EXPENDITURE on bishops’ houses is out of control, an official task group has concluded.
The funding for see houses is set every three years. The total spent in 2002-04 was £11 million. In 2008-10, it is forecast to be £21 million. The average maintenance cost of some bishops’ houses is now well over £50,000 a year.
The figures come in a document prepared by a task group on spending, chaired by the Bishop of London, the Rt Revd Richard Chartres. Other members include the Bishop of Birmingham, the Rt Revd Andrew Urquhart, and the First Church Estates Commissioner, Andreas Whittam Smith.
The group acknowledges that a number of the houses are Grade I and Grade II listed. It also accepts that much of the expenditure is a result of work on office space in many of the houses, which are used by diocesan staff as well as by the bishop. Such expenditure seldom adds to the value of the house.
It concludes, none the less, that the money allocated in 2011-13 should be capped at £15 million, with a view to bringing it down to no more than £10 million in 2014-16. “There is a compelling need to bring control over this area of expenditure,” the group says.
Official responsibility for the see houses rests with the Church Commissioners, and their board of governors is discussing future strategy later this year.

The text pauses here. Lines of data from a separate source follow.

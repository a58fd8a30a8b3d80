//! The contract a read-only data source implementation satisfies.

use serde_json::Value;

use crate::error::ProviderError;
use crate::schema::{Diagnostic, Schema};

/// A read-only lookup.
#[async_trait::async_trait]
pub trait DataSource: Send + Sync {
    /// The full type name, conventionally `<provider_type_name>_<suffix>`.
    fn type_name(&self, provider_type_name: &str) -> String;

    /// The schema of this data source.
    fn schema(&self) -> Schema;

    /// Validate a configuration before reading.
    async fn validate_config(&self, config: Value) -> Result<Vec<Diagnostic>, ProviderError> {
        let _ = config;
        Ok(vec![])
    }

    /// Read the data described by `config`.
    async fn read(&self, config: Value) -> Result<Value, ProviderError>;
}
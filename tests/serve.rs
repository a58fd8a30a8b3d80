//! End-to-end tests: a real server on a loopback port, driven with the
//! generated gRPC client.

use std::net::SocketAddr;
use std::sync::atomic::{AtomicUsize, Ordering};
use std::sync::Arc;
use std::time::Duration;

use serde_json::{json, Value};
use tokio::sync::{oneshot, watch, Mutex};

use hemmer_provider_puppetca::generated::provider_client::ProviderClient;
use hemmer_provider_puppetca::generated::{
    ConfigureRequest, CreateRequest, GetMetadataRequest, GetSchemaRequest, StopRequest,
};
use hemmer_provider_puppetca::schema::{Attribute, Schema};
use hemmer_provider_puppetca::types::MAGIC_COOKIE_VALUE;
use hemmer_provider_puppetca::{
    new_factory, provider_address, serve, serve_with_shutdown, DebuggerAttach, Provider,
    ProviderError, Registry, Resource, ResourceRegistry, ServeError, ServeOptions, ServeState,
    PROVIDER_NAME,
};

struct Certificate {
    provider: Arc<Provider>,
}

#[async_trait::async_trait]
impl Resource for Certificate {
    fn type_name(&self, provider_type_name: &str) -> String {
        format!("{}_certificate", provider_type_name)
    }

    fn schema(&self) -> Schema {
        Schema::v0().with_attribute("name", Attribute::required_string().with_force_new())
    }

    async fn create(&self, planned_state: Value) -> Result<Value, ProviderError> {
        let config = self.provider.config().await.unwrap_or(Value::Null);
        let mut state = planned_state;
        state["url"] = config["url"].clone();
        Ok(state)
    }

    async fn read(&self, current_state: Value) -> Result<Value, ProviderError> {
        Ok(current_state)
    }

    async fn update(&self, _prior: Value, planned: Value) -> Result<Value, ProviderError> {
        Ok(planned)
    }

    async fn delete(&self, _current_state: Value) -> Result<(), ProviderError> {
        Ok(())
    }
}

fn new_certificate(provider: Arc<Provider>) -> Box<dyn Resource> {
    Box::new(Certificate { provider })
}

fn options() -> ServeOptions {
    ServeOptions::new(provider_address(PROVIDER_NAME))
        .with_magic_cookie(Some(MAGIC_COOKIE_VALUE.to_string()))
        .with_shutdown_timeout(Duration::from_secs(2))
}

async fn serving_addr(state: &mut watch::Receiver<ServeState>) -> SocketAddr {
    let current = *state
        .wait_for(|s| matches!(s, ServeState::Serving(_)))
        .await
        .expect("server terminated before serving");
    match current {
        ServeState::Serving(addr) => addr,
        other => unreachable!("unexpected state {other:?}"),
    }
}

async fn client(addr: SocketAddr) -> ProviderClient<tonic::transport::Channel> {
    ProviderClient::connect(format!("http://{}", addr))
        .await
        .expect("connect to provider")
}

#[tokio::test]
async fn test_empty_registries_serve_empty_schema_until_stop() {
    let factory = new_factory(PROVIDER_NAME, "test", Registry::empty(), Registry::empty());
    let (state_tx, mut state_rx) = watch::channel(ServeState::Initializing);
    let server = tokio::spawn(serve(factory, options().with_state_sender(state_tx)));

    let addr = serving_addr(&mut state_rx).await;
    assert!(addr.ip().is_loopback());
    let mut client = client(addr).await;

    let metadata = client
        .get_metadata(GetMetadataRequest {})
        .await
        .unwrap()
        .into_inner();
    assert!(metadata.resources.is_empty());
    assert!(metadata.data_sources.is_empty());
    assert!(metadata.diagnostics.is_empty());

    let schema = client
        .get_schema(GetSchemaRequest {})
        .await
        .unwrap()
        .into_inner();
    assert!(schema.resources.is_empty());
    assert!(schema.data_sources.is_empty());
    assert!(schema.diagnostics.is_empty());

    let stop = client.stop(StopRequest {}).await.unwrap().into_inner();
    assert!(stop.error.is_empty());
    drop(client);

    let result = tokio::time::timeout(Duration::from_secs(10), server)
        .await
        .expect("server did not shut down")
        .unwrap();
    tokio_test::assert_ok!(result);
    assert_eq!(*state_rx.borrow(), ServeState::Terminated);
}

#[tokio::test]
async fn test_registered_resource_over_grpc() {
    let factory = new_factory(
        PROVIDER_NAME,
        "test",
        Registry::empty(),
        ResourceRegistry::builder().register(new_certificate).build(),
    );
    let (state_tx, mut state_rx) = watch::channel(ServeState::Initializing);
    let (shutdown_tx, shutdown_rx) = oneshot::channel::<()>();
    let server = tokio::spawn(serve_with_shutdown(
        factory,
        options().with_state_sender(state_tx),
        async {
            let _ = shutdown_rx.await;
        },
    ));

    let mut client = client(serving_addr(&mut state_rx).await).await;

    let metadata = client
        .get_metadata(GetMetadataRequest {})
        .await
        .unwrap()
        .into_inner();
    assert_eq!(metadata.resources, vec!["puppetca_certificate"]);

    let schema = client
        .get_schema(GetSchemaRequest {})
        .await
        .unwrap()
        .into_inner();
    let block = schema.resources["puppetca_certificate"]
        .block
        .as_ref()
        .unwrap();
    assert!(block.attributes.iter().any(|a| a.name == "name"));

    let configure = client
        .configure(ConfigureRequest {
            config: serde_json::to_vec(&json!({"url": "https://puppet:8140"})).unwrap(),
        })
        .await
        .unwrap()
        .into_inner();
    assert!(configure.diagnostics.is_empty());

    let created = client
        .create(CreateRequest {
            resource_type: "puppetca_certificate".to_string(),
            planned_state: serde_json::to_vec(&json!({"name": "node1"})).unwrap(),
        })
        .await
        .unwrap()
        .into_inner();
    assert!(created.diagnostics.is_empty());
    let state: Value = serde_json::from_slice(&created.state).unwrap();
    assert_eq!(state, json!({"name": "node1", "url": "https://puppet:8140"}));

    let unknown = client
        .create(CreateRequest {
            resource_type: "puppetca_widget".to_string(),
            planned_state: b"{}".to_vec(),
        })
        .await
        .unwrap()
        .into_inner();
    assert_eq!(unknown.diagnostics.len(), 1);
    assert!(unknown.diagnostics[0].summary.contains("puppetca_widget"));

    drop(client);
    shutdown_tx.send(()).unwrap();
    let result = tokio::time::timeout(Duration::from_secs(10), server)
        .await
        .expect("server did not shut down")
        .unwrap();
    assert!(result.is_ok());
}

/// Blocks until the test releases it.
struct GatedDebugger {
    release: Mutex<Option<oneshot::Receiver<()>>>,
    waited: AtomicUsize,
}

#[async_trait::async_trait]
impl DebuggerAttach for GatedDebugger {
    async fn wait_for_attach(&self) -> Result<(), ServeError> {
        self.waited.fetch_add(1, Ordering::SeqCst);
        let release = self.release.lock().await.take();
        if let Some(release) = release {
            release
                .await
                .map_err(|_| ServeError::Debugger("gate dropped".to_string()))?;
        }
        Ok(())
    }
}

#[tokio::test]
async fn test_debug_mode_waits_for_debugger_before_serving() {
    static BUILT: AtomicUsize = AtomicUsize::new(0);

    fn counting(provider: Arc<Provider>) -> Box<dyn Resource> {
        BUILT.fetch_add(1, Ordering::SeqCst);
        Box::new(Certificate { provider })
    }

    let (release_tx, release_rx) = oneshot::channel();
    let debugger = Arc::new(GatedDebugger {
        release: Mutex::new(Some(release_rx)),
        waited: AtomicUsize::new(0),
    });

    let factory = new_factory(
        PROVIDER_NAME,
        "test",
        Registry::empty(),
        ResourceRegistry::builder().register(counting).build(),
    );
    let (state_tx, mut state_rx) = watch::channel(ServeState::Initializing);
    let (shutdown_tx, shutdown_rx) = oneshot::channel::<()>();
    let options = options()
        .with_debug(true)
        .with_magic_cookie(None)
        .with_debugger(debugger.clone())
        .with_state_sender(state_tx);
    let server = tokio::spawn(serve_with_shutdown(factory, options, async {
        let _ = shutdown_rx.await;
    }));

    tokio::time::sleep(Duration::from_millis(200)).await;
    assert_eq!(debugger.waited.load(Ordering::SeqCst), 1);
    assert_eq!(*state_rx.borrow(), ServeState::Initializing);
    assert_eq!(BUILT.load(Ordering::SeqCst), 0);

    release_tx.send(()).unwrap();
    let mut client = client(serving_addr(&mut state_rx).await).await;
    let metadata = client
        .get_metadata(GetMetadataRequest {})
        .await
        .unwrap()
        .into_inner();
    assert_eq!(metadata.resources, vec!["puppetca_certificate"]);
    assert!(BUILT.load(Ordering::SeqCst) >= 1);

    drop(client);
    shutdown_tx.send(()).unwrap();
    let result = tokio::time::timeout(Duration::from_secs(10), server)
        .await
        .expect("server did not shut down")
        .unwrap();
    assert!(result.is_ok());
}

#[tokio::test]
async fn test_bind_failure_is_fatal_and_builds_nothing() {
    static BUILT: AtomicUsize = AtomicUsize::new(0);

    fn counting(provider: Arc<Provider>) -> Box<dyn Resource> {
        BUILT.fetch_add(1, Ordering::SeqCst);
        Box::new(Certificate { provider })
    }

    let occupied = std::net::TcpListener::bind("127.0.0.1:0").unwrap();
    let addr = occupied.local_addr().unwrap();

    let factory = new_factory(
        PROVIDER_NAME,
        "test",
        Registry::empty(),
        ResourceRegistry::builder().register(counting).build(),
    );
    let (state_tx, state_rx) = watch::channel(ServeState::Initializing);
    let options = options().with_listen_addr(addr).with_state_sender(state_tx);

    let err = serve(factory, options).await.unwrap_err();
    match err {
        ServeError::Bind { addr: failed, .. } => assert_eq!(failed, addr),
        other => panic!("expected bind error, got {other}"),
    }
    assert_eq!(BUILT.load(Ordering::SeqCst), 0);
    assert_eq!(*state_rx.borrow(), ServeState::Terminated);
}

#[tokio::test]
async fn test_refuses_to_serve_without_magic_cookie() {
    let factory = new_factory(PROVIDER_NAME, "test", Registry::empty(), Registry::empty());
    let err = serve(factory, options().with_magic_cookie(None))
        .await
        .unwrap_err();
    assert!(matches!(err, ServeError::NotLaunchedByHost));
    assert!(err.to_string().contains("plugin"));
}
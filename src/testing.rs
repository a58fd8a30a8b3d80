//! Testing utilities for the provider factory.
//!
//! [`FactoryTester`] drives a [`ProviderFactory`] through the same
//! [`ProviderService`] calls the gRPC layer makes, without a server.
//!
//! # Example
//!
//! ```ignore
//! use hemmer_provider_puppetca::testing::FactoryTester;
//! use serde_json::json;
//!
//! #[tokio::test]
//! async fn test_create_certificate() {
//!     let tester = FactoryTester::new(new_factory("puppetca", "test", data_sources(), resources()));
//!     tester.configure(json!({"url": "https://puppet:8140"})).await.unwrap();
//!
//!     let state = tester
//!         .lifecycle_create("puppetca_certificate", json!({"name": "node1"}))
//!         .await
//!         .unwrap();
//!     assert_eq!(state["name"], "node1");
//! }
//! ```

use serde_json::Value;

use crate::error::ProviderError;
use crate::factory::ProviderFactory;
use crate::schema::{Diagnostic, ProviderSchema};
use crate::server::ProviderService;
use crate::types::PlanResult;

/// A test harness around a [`ProviderFactory`].
pub struct FactoryTester {
    factory: ProviderFactory,
}

impl FactoryTester {
    /// Wrap a factory.
    pub fn new(factory: ProviderFactory) -> Self {
        Self { factory }
    }

    /// The wrapped factory.
    pub fn factory(&self) -> &ProviderFactory {
        &self.factory
    }

    /// The full schema, as GetSchema would report it.
    pub fn schema(&self) -> Result<ProviderSchema, ProviderError> {
        self.factory.schema()
    }

    /// Resource type names in registration order.
    pub fn resource_types(&self) -> Result<Vec<String>, ProviderError> {
        Ok(self.factory.metadata()?.resources)
    }

    /// Data source type names in registration order.
    pub fn data_source_types(&self) -> Result<Vec<String>, ProviderError> {
        Ok(self.factory.metadata()?.data_sources)
    }

    /// Configure the shared provider; error diagnostics become `Err`.
    pub async fn configure(&self, config: Value) -> Result<(), TestError> {
        let diagnostics = self.factory.configure(config).await?;
        check_diagnostics(diagnostics)
    }

    /// Validate a resource configuration; error diagnostics become `Err`.
    pub async fn validate_resource_config(
        &self,
        resource_type: &str,
        config: Value,
    ) -> Result<(), TestError> {
        let diagnostics = self
            .factory
            .validate_resource_config(resource_type, config)
            .await?;
        check_diagnostics(diagnostics)
    }

    /// Plan a create.
    pub async fn plan_create(
        &self,
        resource_type: &str,
        config: Value,
    ) -> Result<PlanResult, ProviderError> {
        self.factory
            .plan(resource_type, None, config.clone(), config)
            .await
    }

    /// Plan an update from `prior_state`.
    pub async fn plan_update(
        &self,
        resource_type: &str,
        prior_state: Value,
        proposed_state: Value,
    ) -> Result<PlanResult, ProviderError> {
        self.factory
            .plan(
                resource_type,
                Some(prior_state),
                proposed_state.clone(),
                proposed_state,
            )
            .await
    }

    /// Create a resource.
    pub async fn create(
        &self,
        resource_type: &str,
        planned_state: Value,
    ) -> Result<Value, ProviderError> {
        self.factory.create(resource_type, planned_state).await
    }

    /// Read a resource.
    pub async fn read(
        &self,
        resource_type: &str,
        current_state: Value,
    ) -> Result<Value, ProviderError> {
        self.factory.read(resource_type, current_state).await
    }

    /// Delete a resource.
    pub async fn delete(
        &self,
        resource_type: &str,
        current_state: Value,
    ) -> Result<(), ProviderError> {
        self.factory.delete(resource_type, current_state).await
    }

    /// Read a data source.
    pub async fn read_data_source(
        &self,
        data_source_type: &str,
        config: Value,
    ) -> Result<Value, ProviderError> {
        self.factory
            .read_data_source(data_source_type, config)
            .await
    }

    /// Plan, create, then read back. Returns the state after read.
    pub async fn lifecycle_create(
        &self,
        resource_type: &str,
        config: Value,
    ) -> Result<Value, ProviderError> {
        let plan = self.plan_create(resource_type, config).await?;
        let created = self.create(resource_type, plan.planned_state).await?;
        self.read(resource_type, created).await
    }

    /// Plan, update, then read back. Returns the state after read.
    pub async fn lifecycle_update(
        &self,
        resource_type: &str,
        prior_state: Value,
        proposed_state: Value,
    ) -> Result<Value, ProviderError> {
        let plan = self
            .plan_update(resource_type, prior_state.clone(), proposed_state)
            .await?;
        let updated = self
            .factory
            .update(resource_type, prior_state, plan.planned_state)
            .await?;
        self.read(resource_type, updated).await
    }
}

/// Error type for test operations that may fail with diagnostics.
#[derive(Debug)]
pub enum TestError {
    /// The operation returned error diagnostics.
    Diagnostics(Vec<Diagnostic>),
    /// The operation failed with a provider error.
    Provider(ProviderError),
}

impl std::fmt::Display for TestError {
    fn fmt(&self, f: &mut std::fmt::Formatter<'_>) -> std::fmt::Result {
        match self {
            TestError::Diagnostics(diags) => {
                writeln!(f, "Operation failed with {} diagnostic(s):", diags.len())?;
                for diag in diags {
                    write!(f, "  [{:?}] {}", diag.severity, diag.summary)?;
                    if let Some(detail) = &diag.detail {
                        write!(f, ": {}", detail)?;
                    }
                    if let Some(attr) = &diag.attribute {
                        write!(f, " (at {})", attr)?;
                    }
                    writeln!(f)?;
                }
                Ok(())
            }
            TestError::Provider(e) => write!(f, "Provider error: {}", e),
        }
    }
}

impl std::error::Error for TestError {}

impl From<ProviderError> for TestError {
    fn from(e: ProviderError) -> Self {
        TestError::Provider(e)
    }
}

fn check_diagnostics(diagnostics: Vec<Diagnostic>) -> Result<(), TestError> {
    let errors: Vec<_> = diagnostics.into_iter().filter(Diagnostic::is_error).collect();
    if errors.is_empty() {
        Ok(())
    } else {
        Err(TestError::Diagnostics(errors))
    }
}

/// Assert that a plan replaces the resource.
///
/// # Panics
///
/// Panics if the plan does not require replacement.
pub fn assert_plan_replaces(plan: &PlanResult) {
    assert!(
        plan.requires_replace,
        "Expected plan to require replacement, changes: {:?}",
        plan.changes
    );
}

/// Assert that a plan touches `path`.
///
/// # Panics
///
/// Panics if no change has that path.
pub fn assert_plan_changes_attribute(plan: &PlanResult, path: &str) {
    assert!(
        plan.changes.iter().any(|c| c.path == path),
        "Expected plan to change attribute '{}', but changes were: {:?}",
        path,
        plan.changes.iter().map(|c| &c.path).collect::<Vec<_>>()
    );
}

/// Assert that `types` lists exactly `expected`, in order.
///
/// # Panics
///
/// Panics on any difference.
pub fn assert_type_names(types: &[String], expected: &[&str]) {
    let actual: Vec<&str> = types.iter().map(String::as_str).collect();
    assert_eq!(actual, expected, "Unexpected registered type names");
}

#[cfg(test)]
mod tests {
    use super::*;
    use crate::data_source::DataSource;
    use crate::factory::new_factory;
    use crate::provider::Provider;
    use crate::registry::{DataSourceRegistry, Registry, ResourceRegistry};
    use crate::resource::Resource;
    use crate::schema::{Attribute, Schema};
    use serde_json::json;
    use std::sync::Arc;

    struct Certificate {
        provider: Arc<Provider>,
    }

    #[async_trait::async_trait]
    impl Resource for Certificate {
        fn type_name(&self, provider_type_name: &str) -> String {
            format!("{}_certificate", provider_type_name)
        }

        fn schema(&self) -> Schema {
            Schema::v0()
                .with_attribute("name", Attribute::required_string().with_force_new())
                .with_attribute("env", Attribute::optional_string())
        }

        async fn validate_config(&self, config: Value) -> Result<Vec<Diagnostic>, ProviderError> {
            if config.get("name").and_then(Value::as_str).is_none() {
                return Ok(vec![Diagnostic::error("name is required").with_attribute("name")]);
            }
            Ok(vec![])
        }

        async fn create(&self, planned_state: Value) -> Result<Value, ProviderError> {
            let config: Value = self.provider.typed_config().await?;
            let mut state = planned_state;
            state["url"] = config["url"].clone();
            Ok(state)
        }

        async fn read(&self, current_state: Value) -> Result<Value, ProviderError> {
            Ok(current_state)
        }

        async fn update(&self, _prior: Value, planned: Value) -> Result<Value, ProviderError> {
            Ok(planned)
        }

        async fn delete(&self, _current_state: Value) -> Result<(), ProviderError> {
            Ok(())
        }
    }

    struct Environment;

    #[async_trait::async_trait]
    impl DataSource for Environment {
        fn type_name(&self, provider_type_name: &str) -> String {
            format!("{}_environment", provider_type_name)
        }

        fn schema(&self) -> Schema {
            Schema::v0().with_attribute("name", Attribute::required_string())
        }

        async fn read(&self, config: Value) -> Result<Value, ProviderError> {
            Ok(json!({"name": config["name"], "exists": true}))
        }
    }

    fn new_certificate(provider: Arc<Provider>) -> Box<dyn Resource> {
        Box::new(Certificate { provider })
    }

    fn new_environment(_: Arc<Provider>) -> Box<dyn DataSource> {
        Box::new(Environment)
    }

    fn tester() -> FactoryTester {
        FactoryTester::new(new_factory(
            "puppetca",
            "test",
            DataSourceRegistry::builder().register(new_environment).build(),
            ResourceRegistry::builder().register(new_certificate).build(),
        ))
    }

    #[test]
    fn test_type_names() {
        let tester = tester();
        assert_type_names(&tester.resource_types().unwrap(), &["puppetca_certificate"]);
        assert_type_names(&tester.data_source_types().unwrap(), &["puppetca_environment"]);
    }

    #[test]
    fn test_empty_factory() {
        let tester = FactoryTester::new(new_factory(
            "puppetca",
            "test",
            Registry::empty(),
            Registry::empty(),
        ));
        assert!(tester.resource_types().unwrap().is_empty());
        assert!(tester.schema().unwrap().resources.is_empty());
    }

    #[tokio::test]
    async fn test_lifecycle_after_configure() {
        let tester = tester();
        tester
            .configure(json!({"url": "https://puppet:8140"}))
            .await
            .unwrap();

        let state = tester
            .lifecycle_create("puppetca_certificate", json!({"name": "node1"}))
            .await
            .unwrap();
        assert_eq!(state["url"], "https://puppet:8140");

        let state = tester
            .lifecycle_update("puppetca_certificate", state, json!({"name": "node1", "env": "prod"}))
            .await
            .unwrap();
        assert_eq!(state["env"], "prod");

        tester.delete("puppetca_certificate", state).await.unwrap();
    }

    #[tokio::test]
    async fn test_create_before_configure_fails() {
        let err = tester()
            .create("puppetca_certificate", json!({"name": "node1"}))
            .await
            .unwrap_err();
        assert!(matches!(err, ProviderError::Configuration(_)));
    }

    #[tokio::test]
    async fn test_plan_helpers() {
        let tester = tester();
        let plan = tester
            .plan_update(
                "puppetca_certificate",
                json!({"name": "node1"}),
                json!({"name": "node2"}),
            )
            .await
            .unwrap();
        assert_plan_replaces(&plan);
        assert_plan_changes_attribute(&plan, "name");
    }

    #[tokio::test]
    async fn test_validation_diagnostics() {
        let tester = tester();
        assert!(tester
            .validate_resource_config("puppetca_certificate", json!({"name": "node1"}))
            .await
            .is_ok());

        let err = tester
            .validate_resource_config("puppetca_certificate", json!({}))
            .await
            .unwrap_err();
        match err {
            TestError::Diagnostics(diags) => {
                assert_eq!(diags.len(), 1);
                assert_eq!(diags[0].attribute.as_deref(), Some("name"));
            }
            other => panic!("expected diagnostics, got {other}"),
        }
    }

    #[tokio::test]
    async fn test_read_data_source() {
        let state = tester()
            .read_data_source("puppetca_environment", json!({"name": "production"}))
            .await
            .unwrap();
        assert_eq!(state, json!({"name": "production", "exists": true}));
    }
}
//! Binding the shared provider into every registered constructor.
//!
//! [`new_factory`] creates the single [`Provider`] and pairs it with both
//! registries. Everything the host asks for afterwards goes through a
//! [`BoundConstructor`], so every instance sees the same `Arc<Provider>`
//! and nothing reaches for a global.

use std::collections::HashMap;
use std::fmt;
use std::sync::{Arc, OnceLock};

use serde_json::Value;
use tracing::{debug, info};

use crate::data_source::DataSource;
use crate::error::ProviderError;
use crate::provider::Provider;
use crate::registry::{Constructor, DataSourceRegistry, Registry, ResourceRegistry};
use crate::resource::Resource;
use crate::schema::{Diagnostic, ProviderSchema, Schema};
use crate::server::ProviderService;
use crate::types::{ImportedResource, PlanResult, ProviderMetadata};

/// A constructor paired with the provider it will be called with.
pub struct BoundConstructor<T: ?Sized> {
    provider: Arc<Provider>,
    constructor: Constructor<T>,
}

impl<T: ?Sized> BoundConstructor<T> {
    /// Build a fresh instance against the bound provider.
    pub fn instantiate(&self) -> Box<T> {
        (self.constructor)(Arc::clone(&self.provider))
    }

    /// The provider every instance receives.
    pub fn provider(&self) -> &Arc<Provider> {
        &self.provider
    }
}

impl<T: ?Sized> Clone for BoundConstructor<T> {
    fn clone(&self) -> Self {
        Self {
            provider: Arc::clone(&self.provider),
            constructor: self.constructor,
        }
    }
}

impl<T: ?Sized> fmt::Debug for BoundConstructor<T> {
    fn fmt(&self, f: &mut fmt::Formatter<'_>) -> fmt::Result {
        f.debug_struct("BoundConstructor")
            .field("provider", &self.provider.name())
            .finish_non_exhaustive()
    }
}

The task group says: “Our view is that it has no option but to think radically about the future. Past reviews have created much debate but little real change. We think that the time has come when tinkering with the portfolio will not be enough.”
The group proposes that the Commissioners “make an urgent review of the suitability criteria for see houses, and consider their long-term role in funding them, acknowledging that [this] will raise wider issues relating to the roles of bishops”.
It is clear that the task group envisages the sale of some see houses. Rose Castle, the home of the Bishop of Carlisle, is already earmarked for sale. No judgement has yet been given about Bishop Auckland Castle, the home of the Bishop of Durham (News, 28 May).
The group also proposes that works be restricted to those “which genuinely sustain the value of the properties and enable them to be lived in without risk to safety or comfort”. This suggests a halt to any office development.
The task group concludes that, without “downward pressure on the see-house costs”, there is a risk that the Church’s expenditure on its bishops will continue to rise faster than its expenditure on parish ministry.
More generally, the group indicates that the good return on the Commissioners’ investments means that, in the three years 2011-13, the money given for distribution — to low-income dioceses, cathedrals, episcopal ministry, and mission development — can be maintained at the 2010 level of £94.6 million a year.
Pension compromise. The General Synod next week will be asked to agree a revision to the planned changes in clergy pensions. In order to make clergy pensions more affordable, the Synod agreed in February to a number of changes, including the rise of the pension age from 65 to 68, and an increase in the number of working years needed to accrue a full pension from 40 years to 43.
These changes were put to the 8882 active members of the pension scheme. All were agreed, apart from the 43-year target. A number pointed out that few clergy would ever qualify for a full pension on these grounds. The Archbishops’ Council has now proposed changing this to 41.5 years.